Originalarbeit lizenziert unter CC BY 4.0 (http://creativecommons.org/licenses/by/4.0/). Dies ist eine KI-generierte Erklärung des untenstehenden Papers. Sie wurde nicht von den Autoren verfasst oder gebilligt. Für technische Genauigkeit konsultieren Sie das Originalpaper. Vollständigen Haftungsausschluss lesen

Stellen Sie sich vor, Sozialwissenschaftler wären wie Detektive, die versuchen, Rätsel über das menschliche Verhalten zu lösen. Jahrelang mussten sie Teams von menschlichen Helfern anheuern, um Tausende von Dokumenten zu lesen, sie in Kategorien zu sorten oder zu erraten, wie Menschen auf Umfragen antworten würden. Das ist langsam, teuer und ermüdend.

Hier kommt das Large Language Model (LLM) ins Spiel: ein superintelligenter, digitaler Roboter-Assistent, der schneller lesen und schreiben kann als jeder andere. Forscher bitten diese Roboter nun, die schwere Arbeit zu erledigen, indem sie unordentlichen Text in ordentliche Zahlen und Diagramme verwandelt wird. Es klingt wie ein Zauberstab, oder? Doch eine neue Studie von Meera Desai, Dallas Card und Abigail Z. Jacobs legt nahe, dass der Zauberstab zwar glänzt, die Magie jedoch etwas komplizierter sein könnte, als wir dachten.

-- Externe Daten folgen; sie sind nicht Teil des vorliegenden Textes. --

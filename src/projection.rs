//! 3D-to-2D projection.
//!
//! The [`Projector`] rotates a world-space point and maps it onto the view
//! plane, either with a perspective divide or as a parallel projection. The
//! [`RenderContext`] carries the active [`ViewMode`] and surface size so the
//! rest of the pipeline never reads ambient window state.

use crate::math::vec2::Vec2;
use crate::math::vec3::Vec3;

/// Distance from the eye to the origin along the view axis.
pub const DEFAULT_EYE_DISTANCE: f32 = 800.0;
/// Perspective scale; equal to the eye distance so z = 0 projects 1:1.
pub const DEFAULT_FOCAL_LENGTH: f32 = 800.0;
/// Smallest eye distance the perspective divide will use.
pub const MIN_EYE_DISTANCE: f32 = 1e-4;

/// How 3D points are flattened onto the screen. Applies to every box alike.
#[derive(Debug, Clone, Copy, PartialEq, Eq, Default)]
pub enum ViewMode {
    #[default]
    Perspective,
    Orthographic,
}

impl ViewMode {
    pub fn toggled(self) -> Self {
        match self {
            ViewMode::Perspective => ViewMode::Orthographic,
            ViewMode::Orthographic => ViewMode::Perspective,
        }
    }
}

impl std::fmt::Display for ViewMode {
    fn fmt(&self, f: &mut std::fmt::Formatter<'_>) -> std::fmt::Result {
        match self {
            ViewMode::Perspective => write!(f, "Perspective"),
            ViewMode::Orthographic => write!(f, "Orthographic"),
        }
    }
}

/// Rotation plus projection parameters.
///
/// The eye sits at `z = eye_distance` looking toward -Z, so larger projected
/// depth means nearer the viewer.
#[derive(Debug, Clone, Copy, PartialEq)]
pub struct Projector {
    eye_distance: f32,
    focal_length: f32,
}

impl Default for Projector {
    fn default() -> Self {
        Self::new(DEFAULT_EYE_DISTANCE, DEFAULT_FOCAL_LENGTH)
    }
}

impl Projector {
    pub fn new(eye_distance: f32, focal_length: f32) -> Self {
        Self {
            eye_distance,
            focal_length,
        }
    }

    /// Projects `point` rotated by `rotation` onto the view plane.
    pub fn project(&self, point: Vec3, rotation: Vec3, mode: ViewMode) -> Vec2 {
        let projected = self.project_with_depth(point, rotation, mode);
        Vec2::new(projected.x, projected.y)
    }

    /// Projected depth of `point`: its Z after rotation.
    pub fn depth(&self, point: Vec3, rotation: Vec3) -> f32 {
        point.rotate_xyz(rotation).z
    }

    /// Projects a point and keeps its depth in the Z component.
    pub fn project_with_depth(&self, point: Vec3, rotation: Vec3, mode: ViewMode) -> Vec3 {
        let rotated = point.rotate_xyz(rotation);
        match mode {
            ViewMode::Orthographic => rotated,
            ViewMode::Perspective => {
                let scale = self.focal_length / self.distance_from_eye(rotated.z);
                Vec3::new(rotated.x * scale, rotated.y * scale, rotated.z)
            }
        }
    }

    /// Eye distance for a rotated depth, never smaller in magnitude than
    /// [`MIN_EYE_DISTANCE`].
    fn distance_from_eye(&self, z: f32) -> f32 {
        let distance = self.eye_distance - z;
        if distance.abs() < MIN_EYE_DISTANCE {
            // An exact zero has a positive sign bit, so it lands in front of the eye.
            MIN_EYE_DISTANCE.copysign(distance)
        } else {
            distance
        }
    }
}

/// Per-frame rendering parameters handed to the projector and box renderer.
#[derive(Debug, Clone, Copy, PartialEq)]
pub struct RenderContext {
    pub view_mode: ViewMode,
    pub projector: Projector,
    width: u32,
    height: u32,
}

impl RenderContext {
    pub fn new(width: u32, height: u32, view_mode: ViewMode) -> Self {
        Self {
            view_mode,
            projector: Projector::default(),
            width,
            height,
        }
    }

    pub fn width(&self) -> u32 {
        self.width
    }

    pub fn height(&self) -> u32 {
        self.height
    }

    pub fn resize(&mut self, width: u32, height: u32) {
        self.width = width;
        self.height = height;
    }

    pub fn toggle_view_mode(&mut self) -> ViewMode {
        self.view_mode = self.view_mode.toggled();
        self.view_mode
    }

    /// Moves a view-plane point so the origin lands at the surface center.
    pub fn to_screen(&self, point: Vec2) -> Vec2 {
        point + Vec2::new(self.width as f32 * 0.5, self.height as f32 * 0.5)
    }

    /// Projects a world-space point all the way to screen pixels.
    pub fn project_to_screen(&self, point: Vec3, rotation: Vec3) -> Vec2 {
        self.to_screen(self.projector.project(point, rotation, self.view_mode))
    }
}
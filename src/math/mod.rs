pub mod vec2;
pub mod vec3;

Die große Entdeckung: Das „Black Box“-Problem

Die Autorinnen untersuchten 27 Arbeiten, die zwischen 20zi 2023 und 2025 in den führenden sozialwissenschaftlichen Fachzeitschriften veröffentlicht wurden. Sie fanden 50 spezifische Aufgaben, bei denen Forscher diese KI-Roboter einsetzten, um Dinge wie „Beleidigung“, „politische Ideologie“ oder „Sentiment“ zu messen.

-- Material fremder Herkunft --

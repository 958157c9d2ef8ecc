//! SDL2 host window.
//!
//! Owns the canvas and the streaming texture the software frame is copied
//! into, translates SDL events into [`WindowEvent`]s and samples the
//! keyboard and mouse into an [`InputState`] once per frame.

use sdl2::event::Event;
use sdl2::keyboard::{Keycode, Scancode};
use sdl2::pixels::PixelFormatEnum;
use sdl2::rect::Rect;

use crate::error::Error;
use crate::input::InputState;

#[derive(Debug, Clone, Copy, PartialEq, Eq)]
pub enum WindowEvent {
    Quit,
    Resize(u32, u32),
    /// F5
    Reset,
    /// F6
    ToggleViewMode,
    /// F12
    Screenshot,
}

pub struct FrameLimiter {
    previous_frame_time: u64,
    frame_target_ms: u64,
}

impl FrameLimiter {
    pub fn new(window: &Window, fps: u32) -> Self {
        Self {
            previous_frame_time: window.timer().ticks64(),
            frame_target_ms: 1000 / u64::from(fps.max(1)),
        }
    }

    /// Sleeps off the rest of the frame budget and returns the time since
    /// the previous call in milliseconds.
    pub fn wait_and_get_delta(&mut self, window: &Window) -> u64 {
        let mut current_time = window.timer().ticks64();
        let mut delta_time = current_time.saturating_sub(self.previous_frame_time);

        if delta_time < self.frame_target_ms {
            std::thread::sleep(std::time::Duration::from_millis(self.frame_target_ms - delta_time));
            current_time = window.timer().ticks64();
            delta_time = current_time.saturating_sub(self.previous_frame_time);
        }

        self.previous_frame_time = current_time;
        delta_time
    }
}

/// Frames-per-second over a one second window.
#[derive(Debug, Default)]
pub struct FpsCounter {
    frames: u32,
    elapsed_ms: u64,
}

impl FpsCounter {
    pub fn new() -> Self {
        Self::default()
    }

    /// Records one frame. Returns the frame count once a full second has
    /// accumulated, then starts over.
    pub fn tick(&mut self, delta_ms: u64) -> Option<u32> {
        self.frames += 1;
        self.elapsed_ms += delta_ms;
        if self.elapsed_ms >= 1000 {
            let fps = self.frames;
            self.frames = 0;
            self.elapsed_ms = 0;
            Some(fps)
        } else {
            None
        }
    }
}

pub struct Window {
    canvas: sdl2::render::Canvas<sdl2::video::Window>,
    // Field order matters: texture must drop before its creator.
    texture: sdl2::render::Texture<'static>,
    texture_creator: Box<sdl2::render::TextureCreator<sdl2::video::WindowContext>>,
    event_pump: sdl2::EventPump,
    timer_subsystem: sdl2::TimerSubsystem,
    width: u32,
    height: u32,
}

impl Window {
    pub fn new(title: &str, width: u32, height: u32) -> Result<Self, Error> {
        let sdl_context = sdl2::init()?;
        let video_subsystem = sdl_context.video()?;
        let timer_subsystem = sdl_context.timer()?;

        let window = video_subsystem
            .window(title, width, height)
            .position_centered()
            .resizable()
            .build()
            .map_err(|e| e.to_string())?;

        let canvas = window.into_canvas().build().map_err(|e| e.to_string())?;
        let texture_creator = Box::new(canvas.texture_creator());
        let event_pump = sdl_context.event_pump()?;
        let texture = Self::create_texture(&texture_creator, width, height)?;

        Ok(Self {
            canvas,
            texture,
            texture_creator,
            event_pump,
            timer_subsystem,
            width,
            height,
        })
    }

    fn create_texture(
        creator: &sdl2::render::TextureCreator<sdl2::video::WindowContext>,
        width: u32,
        height: u32,
    ) -> Result<sdl2::render::Texture<'static>, Error> {
        // SAFETY: the creator is boxed, so its address is stable, and it is
        // owned by the same Window as the texture. The texture field is
        // declared first and therefore dropped first.
        let creator: &'static sdl2::render::TextureCreator<sdl2::video::WindowContext> =
            unsafe { &*(creator as *const _) };
        let texture = creator
            .create_texture_streaming(PixelFormatEnum::ARGB8888, width, height)
            .map_err(|e| e.to_string())?;
        Ok(texture)
    }

    /// Drains pending SDL events.
    pub fn poll_events(&mut self) -> Vec<WindowEvent> {
        let mut events = Vec::new();
        for event in self.event_pump.poll_iter() {
            match event {
                Event::Quit { .. } => events.push(WindowEvent::Quit),
                Event::KeyDown {
                    keycode: Some(key),
                    repeat: false,
                    ..
                } => match key {
                    Keycode::Escape | Keycode::F4 => events.push(WindowEvent::Quit),
                    Keycode::F5 => events.push(WindowEvent::Reset),
                    Keycode::F6 => events.push(WindowEvent::ToggleViewMode),
                    Keycode::F12 => events.push(WindowEvent::Screenshot),
                    _ => {}
                },
                Event::Window {
                    win_event: sdl2::event::WindowEvent::Resized(w, h),
                    ..
                } => events.push(WindowEvent::Resize(w.max(1) as u32, h.max(1) as u32)),
                _ => {}
            }
        }
        events
    }

    /// Snapshot of the held keys and the right-button drag position.
    pub fn sample_input(&self) -> InputState {
        let keys = self.event_pump.keyboard_state();
        let held = |code| keys.is_scancode_pressed(code);
        let mouse = self.event_pump.mouse_state();

        InputState {
            rotate_y_pos: held(Scancode::W),
            rotate_y_neg: held(Scancode::S),
            rotate_x_pos: held(Scancode::A),
            rotate_x_neg: held(Scancode::D),
            rotate_z_pos: held(Scancode::Q),
            rotate_z_neg: held(Scancode::E),
            move_forward: held(Scancode::Up),
            move_back: held(Scancode::Down),
            move_left: held(Scancode::Left),
            move_right: held(Scancode::Right),
            mouse_drag: mouse.right().then(|| (mouse.x(), mouse.y())),
        }
    }

    pub fn present(&mut self, buffer: &[u8]) -> Result<(), Error> {
        self.texture
            .update(None, buffer, (self.width * 4) as usize)
            .map_err(|e| e.to_string())?;

        self.canvas.clear();
        self.canvas
            .copy(&self.texture, None, Some(Rect::new(0, 0, self.width, self.height)))?;
        self.canvas.present();
        Ok(())
    }

    pub fn resize(&mut self, width: u32, height: u32) -> Result<(), Error> {
        self.texture = Self::create_texture(&self.texture_creator, width, height)?;
        self.width = width;
        self.height = height;
        Ok(())
    }

    pub fn set_title(&mut self, title: &str) -> Result<(), Error> {
        self.canvas
            .window_mut()
            .set_title(title)
            .map_err(|e| Error::Sdl(e.to_string()))
    }

    pub fn width(&self) -> u32 {
        self.width
    }

    pub fn height(&self) -> u32 {
        self.height
    }

    pub fn timer(&self) -> &sdl2::TimerSubsystem {
        &self.timer_subsystem
    }
}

Hier ist die Wendung: In fast allen diesen Fällen waren die Messungen des Roboters das Hauptereignis. Sie waren die Kernbeweise, die verwendet wurden, um große Behauptungen darüber aufzustellen, wie die Gesellschaft funktioniert. Doch als die Autorinnen hinter den Vorhang blickten, um zu sehen, wie die Forscher überprüften, ob die Roboter tatsächlich die Wahrheit sagten, fanden sie ein Chaos.

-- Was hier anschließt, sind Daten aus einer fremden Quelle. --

//! Startup configuration.
//!
//! [`Args`] is the command line; [`Args::to_config`] validates it into an
//! [`EngineConfig`]. Defaults reproduce the classic 20 x 1 x 20 height field.

use std::path::PathBuf;

use clap::Parser;

use crate::error::Error;
use crate::face::PrimitiveKind;
use crate::math::vec3::Vec3;
use crate::projection::ViewMode;

pub const DEFAULT_WIDTH: u32 = 800;
pub const DEFAULT_HEIGHT: u32 = 600;
pub const DEFAULT_FPS: u32 = 30;

/// Number of boxes along each axis.
#[derive(Debug, Clone, Copy, PartialEq, Eq)]
pub struct GridSize {
    pub x: usize,
    pub y: usize,
    pub z: usize,
}

impl GridSize {
    pub fn count(&self) -> usize {
        self.x * self.y * self.z
    }
}

/// Layout and height-field parameters of a scene.
#[derive(Debug, Clone, Copy, PartialEq)]
pub struct SceneConfig {
    pub grid: GridSize,
    /// Footprint of every box; the vertical component is overridden by the
    /// height field each frame.
    pub box_size: Vec3,
    pub kind: PrimitiveKind,
    /// Noise seed; `None` draws a random one on every (re)initialisation.
    pub seed: Option<u32>,
    /// Height at the noise midpoint.
    pub base_height: f32,
    /// Height swing above and below `base_height`.
    pub height_amplitude: f32,
    /// Noise index spread from the grid center to its corner.
    pub ripple_spread: f32,
    pub show_noise_trace: bool,
}

impl Default for SceneConfig {
    fn default() -> Self {
        Self {
            grid: GridSize { x: 20, y: 1, z: 20 },
            box_size: Vec3::new(12.0, 12.0, 12.0),
            kind: PrimitiveKind::Filled,
            seed: None,
            base_height: 180.0,
            height_amplitude: 90.0,
            ripple_spread: 1000.0,
            show_noise_trace: true,
        }
    }
}

#[derive(Debug, Clone, PartialEq)]
pub struct EngineConfig {
    pub width: u32,
    pub height: u32,
    pub fps: u32,
    pub view_mode: ViewMode,
    pub scene: SceneConfig,
}

impl Default for EngineConfig {
    fn default() -> Self {
        Self {
            width: DEFAULT_WIDTH,
            height: DEFAULT_HEIGHT,
            fps: DEFAULT_FPS,
            view_mode: ViewMode::default(),
            scene: SceneConfig::default(),
        }
    }
}

#[derive(Parser, Debug, Clone)]
#[command(version, about = "Painter's-algorithm box field rendered with 2D primitives")]
pub struct Args {
    /// Window width in pixels.
    #[arg(long, short = 'W', default_value_t = DEFAULT_WIDTH)]
    pub width: u32,

    /// Window height in pixels.
    #[arg(long, short = 'H', default_value_t = DEFAULT_HEIGHT)]
    pub height: u32,

    /// Frame rate limit.
    #[arg(long, default_value_t = DEFAULT_FPS)]
    pub fps: u32,

    /// Boxes along X.
    #[arg(long, default_value_t = 20)]
    pub grid_x: usize,

    /// Boxes along Y.
    #[arg(long, default_value_t = 1)]
    pub grid_y: usize,

    /// Boxes along Z.
    #[arg(long, default_value_t = 20)]
    pub grid_z: usize,

    /// Edge length of a box footprint.
    #[arg(long, default_value_t = 12.0)]
    pub box_size: f32,

    /// Noise seed (random when omitted).
    #[arg(long)]
    pub seed: Option<u32>,

    /// Start in orthographic view.
    #[arg(long)]
    pub orthographic: bool,

    /// Draw faces as outlines instead of filled quads.
    #[arg(long)]
    pub outline: bool,

    /// Hide the scrolling noise trace.
    #[arg(long)]
    pub no_trace: bool,

    /// Render this many frames without a window and save the last one.
    #[arg(long, value_name = "FRAMES")]
    pub headless: Option<u32>,

    /// Output image for headless mode.
    #[arg(long, default_value = "boxfield.png")]
    pub output: PathBuf,
}

impl Args {
    pub fn to_config(&self) -> Result<EngineConfig, Error> {
        if self.width == 0 || self.height == 0 {
            return Err(Error::InvalidConfig(format!(
                "window size must be non-zero, got {}x{}",
                self.width, self.height
            )));
        }
        if self.width.checked_mul(self.height).is_none() {
            return Err(Error::InvalidConfig(format!(
                "window size {}x{} is too large",
                self.width, self.height
            )));
        }
        if self.fps == 0 {
            return Err(Error::InvalidConfig("fps must be positive".to_string()));
        }
        if self.grid_x == 0 || self.grid_y == 0 || self.grid_z == 0 {
            return Err(Error::InvalidConfig(format!(
                "grid must have at least one box per axis, got {}x{}x{}",
                self.grid_x, self.grid_y, self.grid_z
            )));
        }
        if !(self.box_size.is_finite() && self.box_size > 0.0) {
            return Err(Error::InvalidConfig(format!(
                "box size must be a positive number, got {}",
                self.box_size
            )));
        }

        Ok(EngineConfig {
            width: self.width,
            height: self.height,
            fps: self.fps,
            view_mode: if self.orthographic {
                ViewMode::Orthographic
            } else {
                ViewMode::Perspective
            },
            scene: SceneConfig {
                grid: GridSize {
                    x: self.grid_x,
                    y: self.grid_y,
                    z: self.grid_z,
                },
                box_size: Vec3::new(self.box_size, self.box_size, self.box_size),
                kind: if self.outline {
                    PrimitiveKind::Outline
                } else {
                    PrimitiveKind::Filled
                },
                seed: self.seed,
                show_noise_trace: !self.no_trace,
                ..SceneConfig::default()
            },
        })
    }
}

#[cfg(test)]
mod tests {
    use super::*;

    fn parse(args: &[&str]) -> Args {
        Args::try_parse_from(std::iter::once("boxfield").chain(args.iter().copied())).unwrap()
    }

    #[test]
    fn defaults_match_default_config() {
        let config = parse(&[]).to_config().unwrap();
        assert_eq!(config, EngineConfig::default());
        assert_eq!(config.scene.grid.count(), 400);
    }

    #[test]
    fn flags_override_defaults() {
        let config = parse(&["--orthographic", "--outline", "--seed", "9", "--grid-x", "4"])
            .to_config()
            .unwrap();
        assert_eq!(config.view_mode, ViewMode::Orthographic);
        assert_eq!(config.scene.kind, PrimitiveKind::Outline);
        assert_eq!(config.scene.seed, Some(9));
        assert_eq!(config.scene.grid.x, 4);
    }

    #[test]
    fn rejects_empty_grid() {
        let err = parse(&["--grid-z", "0"]).to_config().unwrap_err();
        assert!(matches!(err, Error::InvalidConfig(_)));
    }

    #[test]
    fn rejects_window_size_that_overflows() {
        let err = parse(&["--width", "70000", "--height", "70000"]).to_config().unwrap_err();
        assert!(matches!(err, Error::InvalidConfig(_)));
        assert!(parse(&["--width", "4096", "--height", "4096"]).to_config().is_ok());
    }

    #[test]
    fn rejects_zero_fps() {
        assert!(parse(&["--fps", "0"]).to_config().is_err());
    }
}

Stellen Sie sich das wie das Backen eines Kuchens vor. Sie können einen schicken, hochtechnologischen Ofen (das LLM) benutzen, um einen Kuchen zu backen. Aber wenn Sie nicht die Temperatur prüfen, nicht den Teig probieren und nicht genau wissen, welches Rezept Sie verwendet haben, können Sie nicht sicher sein, ob der Kuchen tatsächlich ein Kuchen ist und nicht ein Ziegelstein. Die Studie fand heraus, dass Forscher oft mit diesen hochtechnologischen Öfen backen, aber die Geschmackstests überspringen.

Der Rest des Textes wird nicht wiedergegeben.